| Data shown |
══════════════════════════════
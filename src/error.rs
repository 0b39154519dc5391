use std::fmt;

use crate::languages::UiLanguage;
use crate::tools::Tool;

/// Custom error type for promptkit operations
/// Implements Clone for sending through channels
#[derive(Debug, Clone, PartialEq, Eq)]
pub enum Error
{   /// Free text was empty after trimming
    EmptyInput
  , /// Multi-target tool submitted with no selector chosen
    NoTargetSelected
  , /// Endpoint answered but carried no generated text
    EmptyResponse
  , /// Transport error, non-2xx status or unreadable body
    NetworkOrAuthFailure(String)
  , /// Configured key variable is unset; a configuration-time check,
    /// submissions report a missing key as `NetworkOrAuthFailure`
    MissingApiKey(String)
  , /// Invalid configuration
    InvalidConfiguration(String)
  , /// Tool name did not match any known tool
    UnknownTool(String)
  , /// Generic error
    Other(String)
}

impl Error
{   /// Localized message the given tool shows for this error.
    ///
    /// Configuration failures share the "check your key or network"
    /// wording since the user can't tell them apart from auth errors.
    pub fn user_message(&self, tool: Tool, lang: UiLanguage)
      -> &'static str
    {   match self
        {   Error::EmptyInput => empty_input_message(tool, lang)
          , Error::NoTargetSelected => no_target_message(lang)
          , Error::EmptyResponse => empty_response_message(tool, lang)
          , Error::NetworkOrAuthFailure(_)
          | Error::MissingApiKey(_)
          | Error::InvalidConfiguration(_)
          | Error::UnknownTool(_)
          | Error::Other(_) => call_failed_message(lang)
        }
    }
}

fn empty_input_message(tool: Tool, lang: UiLanguage) -> &'static str
{   match (tool, lang)
    {   (Tool::OutlineGenerator, UiLanguage::ZhCn) => "请输入标题"
      , (Tool::OutlineGenerator, UiLanguage::ZhTw) => "請輸入標題"
      , (Tool::OutlineGenerator, UiLanguage::En) => "Please enter a title"
      , (Tool::OutlineGenerator, UiLanguage::Fr) =>
          "Veuillez entrer un titre"
      , (Tool::OutlineGenerator, UiLanguage::Es) =>
          "Por favor ingresa un título"
      , (Tool::CodeGenerator, UiLanguage::ZhCn) => "请输入功能描述"
      , (Tool::CodeGenerator, UiLanguage::ZhTw) => "請輸入功能描述"
      , (Tool::CodeGenerator, UiLanguage::En) =>
          "Please enter a description"
      , (Tool::CodeGenerator, UiLanguage::Fr) =>
          "Veuillez entrer une description"
      , (Tool::CodeGenerator, UiLanguage::Es) =>
          "Por favor ingresa una descripción"
      , (Tool::CodeReview | Tool::UnitTestGenerator, UiLanguage::ZhCn) =>
          "请输入代码"
      , (Tool::CodeReview | Tool::UnitTestGenerator, UiLanguage::ZhTw) =>
          "請輸入程式碼"
      , (Tool::CodeReview | Tool::UnitTestGenerator, UiLanguage::En) =>
          "Please enter some code"
      , (Tool::CodeReview | Tool::UnitTestGenerator, UiLanguage::Fr) =>
          "Veuillez entrer du code"
      , (Tool::CodeReview | Tool::UnitTestGenerator, UiLanguage::Es) =>
          "Por favor ingresa código"
      , (Tool::Translator, UiLanguage::ZhCn) => "请输入内容"
      , (Tool::Translator, UiLanguage::ZhTw) => "請輸入內容"
      , (Tool::Translator, UiLanguage::En) => "Please enter content"
      , (Tool::Translator, UiLanguage::Fr) => "Veuillez entrer du contenu"
      , (Tool::Translator, UiLanguage::Es) =>
          "Por favor ingresa contenido"
    }
}

// Only the translator has targets to select
fn no_target_message(lang: UiLanguage) -> &'static str
{   match lang
    {   UiLanguage::ZhCn => "请至少选择一个目标语言"
      , UiLanguage::ZhTw => "請至少選擇一個目標語言"
      , UiLanguage::En => "Please select at least one target language"
      , UiLanguage::Fr =>
          "Veuillez sélectionner au moins une langue cible"
      , UiLanguage::Es => "Selecciona al menos un idioma de destino"
    }
}

fn empty_response_message(tool: Tool, lang: UiLanguage) -> &'static str
{   match (tool, lang)
    {   (Tool::Translator, UiLanguage::ZhCn) => "翻译失败，请稍后再试"
      , (Tool::Translator, UiLanguage::ZhTw) => "翻譯失敗，請稍後再試"
      , (Tool::Translator, UiLanguage::En) =>
          "Translation failed, please try again later"
      , (Tool::Translator, UiLanguage::Fr) =>
          "La traduction a échoué. Réessayez plus tard"
      , (Tool::Translator, UiLanguage::Es) =>
          "La traducción falló. Inténtalo más tarde"
      , (_, UiLanguage::ZhCn) => "生成失败，请稍后再试"
      , (_, UiLanguage::ZhTw) => "生成失敗，請稍後再試"
      , (_, UiLanguage::En) => "Generation failed, please try again later"
      , (_, UiLanguage::Fr) => "Échec de la génération. Réessayez plus tard"
      , (_, UiLanguage::Es) => "La generación falló. Inténtalo más tarde"
    }
}

fn call_failed_message(lang: UiLanguage) -> &'static str
{   match lang
    {   UiLanguage::ZhCn => "调用失败，请检查 API Key 或网络"
      , UiLanguage::ZhTw => "呼叫失敗，請檢查 API Key 或網路"
      , UiLanguage::En =>
          "API call failed. Check your API Key and network"
      , UiLanguage::Fr =>
          "Échec de l'appel API. Vérifiez votre clé API"
      , UiLanguage::Es => "Error de API. Verifica tu clave y conexión"
    }
}

impl fmt::Display for Error
{   fn fmt(&self, f: &mut fmt::Formatter<'_>)
      -> fmt::Result
    {   match self
        {   Error::EmptyInput => {
              write!(f, "Input is empty")
            }
          , Error::NoTargetSelected => {
              write!(f, "No target selected")
            }
          , Error::EmptyResponse => {
              write!(f, "API response contained no generated text")
            }
          , Error::NetworkOrAuthFailure(msg) => {
              write!(f, "Network or auth failure: {}", msg)
            }
          , Error::MissingApiKey(var) => {
              write!(f, "API key variable not set: {}", var)
            }
          , Error::InvalidConfiguration(msg) => {
              write!(f, "Invalid configuration: {}", msg)
            }
          , Error::UnknownTool(name) => {
              write!(f, "Unknown tool: {}", name)
            }
          , Error::Other(msg) => {
              write!(f, "Error: {}", msg)
            }
        }
    }
}

impl std::error::Error for Error {}

impl From<String> for Error
{   fn from(s: String) -> Self
    {   Error::Other(s)
    }
}

impl From<&str> for Error
{   fn from(s: &str) -> Self
    {   Error::Other(s.to_string())
    }
}
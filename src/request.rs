//! Submission request and result types

use serde::{Deserialize, Serialize};

use crate::error::Error;
use crate::tools::Tool;

/// One submission from a tool's form
#[derive(Debug, Clone, Serialize, Deserialize)]
pub struct SubmitRequest
{   /// Tool the text is for
    pub tool: Tool
  , /// The free text the user typed
    pub input: String
  , /// Target languages, code language, or article language
    #[serde(default)]
    pub selectors: Vec<String>
}

impl SubmitRequest
{   pub fn new(
      tool: Tool
    , input: impl Into<String>
    , selectors: Vec<String>
    ) -> Self
    {   SubmitRequest
        {   tool
          , input: input.into()
          , selectors
        }
    }
}

/// Outcome of the call made for one selector
#[derive(Debug, Clone, PartialEq, Eq)]
pub struct SelectorResult
{   pub selector: String
  , /// Trimmed generated text, or `EmptyResponse`
    pub result: Result<String, Error>
}

/// Result of a submission, in selection order
#[derive(Debug, Clone, PartialEq, Eq)]
pub struct Submission
{   pub tool: Tool
  , pub results: Vec<SelectorResult>
}

impl Submission
{   /// Text of the first selector that produced any
    pub fn text(&self) -> Option<&str>
    {   self.results
          .iter()
          .find_map(|r| r.result.as_deref().ok())
    }

    pub fn get(&self, selector: &str) -> Option<&Result<String, Error>>
    {   self.results
          .iter()
          .find(|r| r.selector == selector)
          .map(|r| &r.result)
    }
}

/// A submission the backend could not finish. Selectors answered
/// before the failure are kept in `partial`.
#[derive(Debug, Clone, PartialEq, Eq)]
pub struct SubmitFailure
{   pub tool: Tool
  , pub error: Error
  , pub partial: Vec<SelectorResult>
}

impl SubmitFailure
{   pub fn new(tool: Tool, error: Error) -> Self
    {   SubmitFailure
        {   tool
          , error
          , partial: vec![]
        }
    }

    /// What was answered before the failure, if anything
    pub fn partial_submission(&self) -> Option<Submission>
    {   if self.partial.is_empty()
        {   return None;
        }
        Some(Submission
        {   tool: self.tool
          , results: self.partial.clone()
        })
    }
}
══════════════════════════════
| Task brief |
Tally the lines of the material above that contain the word "variable" and report the total alone.

| Written answer |
2